=== Extracted records ===

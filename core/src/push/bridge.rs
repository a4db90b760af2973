use crate::application::HxApplication;
use crate::reason::Reason;
use crate::request::build_query_string;
use crate::session::DecodedEntity;
use log::{error, info, warn};
use tokio::sync::mpsc;
use tokio::task::{JoinError, JoinSet};

/// Media type the runtime accepts on the push channel.
pub const PUSH_ACCEPT: &str = "gm/jse";

/// Event of the push transport.
#[derive(Debug, Clone, PartialEq, Eq)]
pub enum PushEvent {
    Opened,
    Message(String),
    Error(String),
    Closed { reason: String },
}

/// What happened to one pushed payload.
#[derive(Debug, Clone, PartialEq, Eq)]
pub enum PushDelivery {
    /// Decoded to a request and evaluated successfully.
    Processed,
    /// Decoded to a request whose evaluation was unsatisfied.
    Failed(Reason),
    /// Decoded to something that is not a service request.
    Ignored,
    /// Could not be decoded at all.
    Undecodable,
}

/// Counters of one [`PushBridge::run`].
#[derive(Debug, Clone, Copy, Default, PartialEq, Eq)]
pub struct PushStats {
    pub processed: usize,
    pub failed: usize,
    pub ignored: usize,
    pub undecodable: usize,
    pub transport_errors: usize,
}

impl PushStats {
    fn record(&mut self, delivery: &PushDelivery) {
        match delivery {
            PushDelivery::Processed => self.processed += 1,
            PushDelivery::Failed(_) => self.failed += 1,
            PushDelivery::Ignored => self.ignored += 1,
            PushDelivery::Undecodable => self.undecodable += 1,
        }
    }

    fn record_joined(&mut self, joined: Result<PushDelivery, JoinError>) {
        match joined {
            Ok(delivery) => self.record(&delivery),
            Err(e) => {
                error!("Push notification task did not complete: {}", e);
                self.failed += 1;
            }
        }
    }
}

/// **PUSH NOTIFICATION BRIDGE**
///
/// Feeds server-pushed payloads into the application's local evaluator, the
/// same one locally triggered requests go through. Nothing a payload does
/// can fail the bridge: every problem is logged and reported as a
/// [`PushDelivery`].
#[derive(Debug, Clone)]
pub struct PushBridge {
    application: HxApplication,
}

impl PushBridge {
    pub fn new(application: HxApplication) -> Self {
        Self { application }
    }

    /// Address the push transport connects to.
    pub fn web_socket_url(&self) -> String {
        let session_id = self.application.services_session().session_id();
        let query = build_query_string(&[
            ("sessionId", session_id.as_str()),
            ("clientId", self.application.application_id()),
            ("pushChannelId", self.application.push_channel_id()),
            ("accept", PUSH_ACCEPT),
        ]);
        format!("{}?{}", self.application.host_settings().web_socket_url, query)
    }

    pub async fn handle_message(&self, payload: &str) -> PushDelivery {
        let decoded = self.application.services_session().decode_jse(payload).await;

        match decoded {
            Err(e) => {
                error!("Cannot decode push notification: {}", e);
                PushDelivery::Undecodable
            }
            Ok(DecodedEntity::Other(description)) => {
                warn!(
                    "Received push notification that is not a ServiceRequest: {}",
                    description
                );
                PushDelivery::Ignored
            }
            Ok(DecodedEntity::Request(request)) => {
                let evaluator = self.application.local_evaluator();
                let context = evaluator.ambient_context().derive();
                match evaluator.eval_dyn(request, context).await {
                    Ok(_) => PushDelivery::Processed,
                    Err(reason) => {
                        error!(
                            "Processing push notification failed because: {}",
                            reason.full_text()
                        );
                        PushDelivery::Failed(reason)
                    }
                }
            }
        }
    }

    /// Drives the transport's events until the channel ends. Each pushed
    /// payload is evaluated on its own task, so a processor that waits does
    /// not hold back the payloads behind it.
    pub async fn run(&self, mut events: mpsc::Receiver<PushEvent>) -> PushStats {
        let url = self.web_socket_url();
        let mut stats = PushStats::default();
        let mut deliveries: JoinSet<PushDelivery> = JoinSet::new();

        loop {
            tokio::select! {
                event = events.recv() => {
                    let Some(event) = event else { break };
                    match event {
                        PushEvent::Opened => info!("WebSocket connection established to: {}", url),
                        PushEvent::Message(payload) => {
                            let bridge = self.clone();
                            deliveries.spawn(async move { bridge.handle_message(&payload).await });
                        }
                        PushEvent::Error(message) => {
                            stats.transport_errors += 1;
                            warn!("Error with WebSocket connection to {}: {}", url, message);
                        }
                        PushEvent::Closed { reason } => {
                            info!("Lost WebSocket connection to: {}. Reason: {}", url, reason)
                        }
                    }
                }
                Some(joined) = deliveries.join_next(), if !deliveries.is_empty() => {
                    stats.record_joined(joined);
                }
            }
        }

        while let Some(joined) = deliveries.join_next().await {
            stats.record_joined(joined);
        }

        stats
    }
}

===

Action item:
Using the records above, give the count of lines with the word "derive", and write nothing more.

Exercise output:
5